Developing the viewpoint of sensualism, La Mettrie believed that the external world is reflected on the “screen of the brain.” In ethics, he adhered to a hedonist standpoint, while at the same time according a significant role to the public interest. According to La Mettrie, the development of society is determined by the activity of outstanding people and by the successes of enlightenment; La Mettrie was a partisan of enlightened absolutism. His philosophical ideas exerted considerable influence on D. Diderot, P. Holbach, and C. Helvétius.
WORKS
Oeuvres philosophiques, vols. 1–3. Paris, 1796.Textes choisis…. Paris, 1954.
In Russian translation:
Izbr. soch. Moscow-Leningrad, 1925.
[Passages of the works of La Mettrie.] In Frantsuzskie prosvetiteli XVIII v. o religii. Moscow, 1960.
REFERENCES
Voronitsyn, I. P. La Mettri [Kharkov] 1925.Serezhnikov, V. K. Lametri. Moscow [1925].

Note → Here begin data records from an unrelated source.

impl Limits {
    fn new(budget: usize, config: &ChunkingConfig) -> Self {
        let ratio = |r: f64| (budget as f64 * r).floor() as usize;
        Self {
            high_level: ratio(config.high_level_split_ratio),
            emergency: ratio(config.emergency_split_ratio),
            forced_ratio: config.forced_split_ratio,
            window: config.boundary_search_window,
            boundary_overlap: config.boundary_overlap_lines,
            emergency_overlap: config.emergency_overlap_lines,
            fallback_max_lines: config.fallback_max_lines.max(2),
            fallback_overlap: config.fallback_overlap_lines,
        }
    }
}

/// State machine that cuts a line stream into segments
///
/// The accumulation is `[start, start + len)`, of which the first `overlap`
/// lines were already emitted with the previous segment. Every split moves
/// the accumulation forward, so the builder terminates on any input; a single
/// line larger than the budget becomes a segment of its own.
pub struct SegmentBuilder<'a> {
    boundaries: &'a BoundaryMap,
    /// prefix[i] is the cost of lines [0, i)
    prefix: Vec<usize>,
    limits: Limits,
    start: usize,
    len: usize,
    overlap: usize,
    segments: Vec<Segment>,
}

impl<'a> SegmentBuilder<'a> {
    /// Create a builder for lines whose costs are `costs`, with `budget`
    /// tokens available for source text per segment
    pub fn new(
        costs: &[usize],
        boundaries: &'a BoundaryMap,
        budget: usize,
        config: &ChunkingConfig,
    ) -> Self {
        let mut prefix = Vec::with_capacity(costs.len() + 1);
        prefix.push(0);
        let mut total = 0;
        for cost in costs {
            total += cost;
            prefix.push(total);
        }

        Self {
            boundaries,
            prefix,
            limits: Limits::new(budget, config),
            start: 0,
            len: 0,
            overlap: 0,
            segments: Vec::new(),
        }
    }

    /// Run the state machine over every line and return the segments
    pub fn build(mut self) -> Vec<Segment> {
        let line_count = self.prefix.len() - 1;

        for line in 0..line_count {
            if self.boundaries.is_empty() {
                self.close_window(line);
            } else {
                self.close_at_boundary(line);
            }

            self.len += 1;
            self.relieve();
        }

        if self.len > self.overlap {
            self.emit(self.start + self.len);
        }

        self.segments
    }

    fn tokens(&self) -> usize {
        self.cost(self.start, self.start + self.len)
    }

    fn cost(&self, start: usize, end: usize) -> usize {
        self.prefix[end] - self.prefix[start]
    }

    fn has_new_lines(&self) -> bool {
        self.len > self.overlap
    }

    /// Close the accumulation before a high-level boundary once it is large enough
    fn close_at_boundary(&mut self, line: usize) {
        let Some(boundary) = self.boundaries.get(line) else {
            return;
        };
        if !self.boundaries.is_major(boundary)
            || self.tokens() <= self.limits.high_level
            || !self.has_new_lines()
        {
            return;
        }

        self.emit(line);
        let context = self.limits.boundary_overlap.min(self.len);
        self.restart(line - context, context, context);
    }

    /// Close a fixed line window of a file without structure
    fn close_window(&mut self, line: usize) {
        if self.len < self.limits.fallback_max_lines || !self.has_new_lines() {
            return;
        }

        self.emit(line);
        let context = self.limits.fallback_overlap.min(self.len - 1);
        self.restart(line - context, context, context);
    }

    /// Split until the accumulation is back under the emergency threshold
    fn relieve(&mut self) {
        while self.tokens() > self.limits.emergency && self.len > 1 {
            if let Some(split) = self.boundary_split_point() {
                let context = self.limits.emergency_overlap.min(split - 1);
                let end = self.start + split;
                tracing::trace!("Emergency split at boundary line {}", end);
                self.emit(end);
                self.restart(end - context, self.len - split + context, context);
            } else if let Some(split) = self.forced_split_point() {
                let end = self.start + split;
                tracing::trace!("Forced split at line {}", end);
                self.emit(end);
                self.restart(end, self.len - split, 0);
            } else {
                // Only carried context is left to give up
                self.start += self.overlap;
                self.len -= self.overlap;
                self.overlap = 0;
            }
        }
    }

    /// Nearest boundary in the backward window that leaves new lines on both sides
    fn boundary_split_point(&self) -> Option<usize> {
        let lowest = (self.overlap + 1).max(self.len.saturating_sub(self.limits.window));
        (lowest..self.len)
            .rev()
            .find(|offset| self.boundaries.get(self.start + offset).is_some())
    }

    fn forced_split_point(&self) -> Option<usize> {
        let split = (self.overlap + 1)
            .max((self.len as f64 * self.limits.forced_ratio).floor() as usize);
        (split < self.len).then_some(split)
    }

    fn emit(&mut self, end: usize) {
        let first_new = self.start + self.overlap;
        let label = if self.boundaries.is_empty() {
            None
        } else {
            Some(
                self.boundaries
                    .label_at(first_new)
                    .map(sanitize_label)
                    .unwrap_or_else(|| PREAMBLE_LABEL.to_string()),
            )
        };

        self.segments.push(Segment {
            start: self.start,
            end,
            overlap: self.overlap,
            tokens: self.cost(self.start, end),
            label,
        });
    }

    /// Continue with `len` lines at `start`, the first `overlap` of them already emitted
    fn restart(&mut self, start: usize, len: usize, overlap: usize) {
        self.start = start;
        self.len = len;
        self.overlap = overlap;
    }
}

Istoriia filosofii, vol. 1. Moscow, 1957. Pages 539–42.
Du Bois-Reymond, E. La Mettrie. Berlin, 1875.
Poritzky, J. F. J. O. de Lamettrie: Sein Leben und seine Werke. Berlin, 1900.
Boissier, R. La Mettrie…. Paris, 1931.
Lemée, P. Julien Offroy de La Mettrie. Paris, 1955.
Nedeljković, D. Lametri. Zagreb, 1961.
Mendel, L. La Mettrie. Leipzig, 1965.